The underlying cause of autoimmune diseases is not fully known. Some researchers think autoimmune diseases occur after infection with an organism that looks like certain proteins in the body. The proteins are later mistaken for the organism and wrongly targeted for attack by the body's immune system."
https://health.google.com/health/ref/Systemic+lupus+erythematosus
Lupus interestingly is also one of the very rare side effects of regular flu vaccines, and is an incurable auto-immune disorder.
Now unlike an allergic reaction, this type of reaction wouldn't necessarily show signs beyond the normal range of side effects, and would only become evident over time. For people over 65, you very well may die, or suffer other non related diseases before there is enough time for this to become evident, and many of the symptoms are similar to that which a person this age would already be experiencing due to old age. Like another example, how many people out of 100 thousand had a heart attack after the vaccine, and how many would have had one out of 100 thousand anyways, how many people over 65 would have died anyways and how many did after the vaccine? The first problem with this is that depending which country your in, your life expectancy may already be achieved at 65 leaving any data on the safety of the adjuvant limited, and hard to differentiate.

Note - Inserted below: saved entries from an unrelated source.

//! Ports - trait definitions for external dependencies.
//! These are the "interfaces" that infrastructure must implement.

mod counter_store;
mod event_log;

pub use counter_store::{CounterStore, WindowHit};
pub use event_log::EventLog;
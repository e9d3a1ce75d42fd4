//! In-memory event log - bounded ring of recent checks.

use std::collections::{HashMap, VecDeque};
use std::time::Duration;

use async_trait::async_trait;
use chrono::{DateTime, Utc};
use tokio::sync::RwLock;

use ratekeeper_core::EventLogError;
use ratekeeper_core::domain::{RateLimitEvent, SuspiciousIp};
use ratekeeper_core::ports::EventLog;

use crate::config::EventLogConfig;

/// In-memory event log.
///
/// Keeps at most `max_events` events younger than `retention`. Suspicious
/// events are additionally kept per IP for `suspicious_retention`.
/// Note: Data is lost on process restart.
pub struct InMemoryEventLog {
    config: EventLogConfig,
    events: RwLock<VecDeque<RateLimitEvent>>,
    flagged: RwLock<HashMap<String, VecDeque<RateLimitEvent>>>,
}

impl InMemoryEventLog {
    pub fn new(config: EventLogConfig) -> Self {
        Self {
            config,
            events: RwLock::new(VecDeque::new()),
            flagged: RwLock::new(HashMap::new()),
        }
    }

    fn cutoff(age: Duration) -> DateTime<Utc> {
        chrono::Duration::from_std(age)
            .ok()
            .and_then(|age| Utc::now().checked_sub_signed(age))
            .unwrap_or(DateTime::<Utc>::MIN_UTC)
    }

    fn evict(queue: &mut VecDeque<RateLimitEvent>, max: usize, cutoff: DateTime<Utc>) -> usize {
        let before = queue.len();
        queue.retain(|event| event.timestamp >= cutoff);
        while queue.len() > max {
            queue.pop_front();
        }
        before - queue.len()
    }
}

impl Default for InMemoryEventLog {
    fn default() -> Self {
        Self::new(EventLogConfig::default())
    }
}

#[async_trait]
impl EventLog for InMemoryEventLog {
    async fn log_event(&self, event: &RateLimitEvent) -> Result<(), EventLogError> {
        {
            let mut events = self.events.write().await;
            events.push_back(event.clone());
            Self::evict(
                &mut events,
                self.config.max_events,
                Self::cutoff(self.config.retention),
            );
        }

        if event.exceeded && event.suspicious {
            let mut flagged = self.flagged.write().await;
            let bucket = flagged.entry(event.ip.clone()).or_default();
            bucket.push_back(event.clone());
            Self::evict(
                bucket,
                self.config.max_events,
                Self::cutoff(self.config.suspicious_retention),
            );
        }

        Ok(())
    }

    async fn recent_events(&self, limit: usize) -> Result<Vec<RateLimitEvent>, EventLogError> {
        let events = self.events.read().await;
        Ok(events.iter().rev().take(limit).cloned().collect())
    }

    async fn suspicious_ips(&self, limit: usize) -> Result<Vec<SuspiciousIp>, EventLogError> {
        let events = self.events.read().await;
        Ok(SuspiciousIp::rank(events.iter(), limit))
    }

    async fn flagged_events(
        &self,
        ip: &str,
        limit: usize,
    ) -> Result<Vec<RateLimitEvent>, EventLogError> {
        let flagged = self.flagged.read().await;
        Ok(flagged
            .get(ip)
            .map(|bucket| bucket.iter().rev().take(limit).cloned().collect())
            .unwrap_or_default())
    }

    async fn clear_old_events(&self, older_than: Duration) -> Result<usize, EventLogError> {
        let removed = {
            let mut events = self.events.write().await;
            let cutoff = Self::cutoff(older_than);
            let before = events.len();
            events.retain(|event| event.timestamp >= cutoff);
            before - events.len()
        };

        let cutoff = Self::cutoff(self.config.suspicious_retention);
        let mut flagged = self.flagged.write().await;
        flagged.retain(|_, bucket| {
            bucket.retain(|event| event.timestamp >= cutoff);
            !bucket.is_empty()
        });

        Ok(removed)
    }
}

#[cfg(test)]
mod tests {
    use super::*;
    use uuid::Uuid;

    fn event(ip: &str, exceeded: bool, suspicious: bool, age: Duration) -> RateLimitEvent {
        RateLimitEvent {
            id: Uuid::new_v4(),
            ip: ip.to_string(),
            path: "/api/bookings".to_string(),
            method: "GET".to_string(),
            limiter_type: "api".to_string(),
            timestamp: Utc::now() - chrono::Duration::from_std(age).unwrap(),
            exceeded,
            suspicious,
            remaining: Some(0),
            count: Some(1),
            limit: Some(1),
            retry_after: None,
            reset_time: None,
            user_id: None,
        }
    }

    #[tokio::test]
    async fn test_recent_events_newest_first_and_capped() {
        let log = InMemoryEventLog::new(EventLogConfig {
            max_events: 3,
            ..Default::default()
        });

        for i in 0..5u64 {
            log.log_event(&event("1.1.1.1", false, false, Duration::from_secs(50 - i)))
                .await
                .unwrap();
        }

        let recent = log.recent_events(10).await.unwrap();
        assert_eq!(recent.len(), 3);
        assert!(recent.windows(2).all(|w| w[0].timestamp >= w[1].timestamp));
        assert_eq!(log.recent_events(1).await.unwrap().len(), 1);
    }

    #[tokio::test]
    async fn test_retention_evicts_on_write() {
        let log = InMemoryEventLog::new(EventLogConfig {
            retention: Duration::from_secs(60),
            ..Default::default()
        });

        log.log_event(&event("1.1.1.1", false, false, Duration::from_secs(120)))
            .await
            .unwrap();
        log.log_event(&event("1.1.1.1", false, false, Duration::ZERO))
            .await
            .unwrap();

        assert_eq!(log.recent_events(10).await.unwrap().len(), 1);
    }

    #[tokio::test]
    async fn test_clear_old_events_counts_removed() {
        let log = InMemoryEventLog::default();
        for age in [10, 20, 3600, 7200] {
            log.log_event(&event("2.2.2.2", true, false, Duration::from_secs(age)))
                .await
                .unwrap();
        }

        let removed = log.clear_old_events(Duration::from_secs(60)).await.unwrap();
        assert_eq!(removed, 2);
        assert_eq!(log.recent_events(10).await.unwrap().len(), 2);
    }

    #[tokio::test]
    async fn test_suspicious_ips_ranked() {
        let log = InMemoryEventLog::default();
        for _ in 0..12 {
            log.log_event(&event("9.9.9.9", true, true, Duration::ZERO))
                .await
                .unwrap();
        }
        for _ in 0..2 {
            log.log_event(&event("8.8.8.8", true, false, Duration::ZERO))
                .await
                .unwrap();
        }
        log.log_event(&event("7.7.7.7", false, false, Duration::ZERO))
            .await
            .unwrap();

        let ips = log.suspicious_ips(5).await.unwrap();
        assert_eq!(ips.len(), 2);
        assert_eq!(ips[0].ip, "9.9.9.9");
        assert_eq!(ips[0].count, 12);
        assert_eq!(ips[0].recent_events.len(), 10);
        assert_eq!(ips[1].ip, "8.8.8.8");

        assert_eq!(log.flagged_events("9.9.9.9", 100).await.unwrap().len(), 12);
        assert!(log.flagged_events("8.8.8.8", 100).await.unwrap().is_empty());
    }

    #[tokio::test]
    async fn test_flagged_bucket_outlives_main_log() {
        let log = InMemoryEventLog::default();
        log.log_event(&event("6.6.6.6", true, true, Duration::ZERO))
            .await
            .unwrap();

        log.clear_old_events(Duration::ZERO).await.unwrap();
        assert!(log.recent_events(10).await.unwrap().is_empty());
        assert_eq!(log.flagged_events("6.6.6.6", 10).await.unwrap().len(), 1);
    }
}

So I have a hard time with this. The fact that it was only used in vaccines on this age range and without mention of life expectancy in these countries, which is now being used as an argument that it is safe in general seams kind of shady to me.
Do you think the adjuvant should be approved and added to this years or next years batches of vaccine, or should it be subject to normal FDA testing regulations and go through the normal process. Advantages of this would be cheaper vaccines, and more supply. Disadvantages would be the undermining of regulations put in place to protect the health of the public.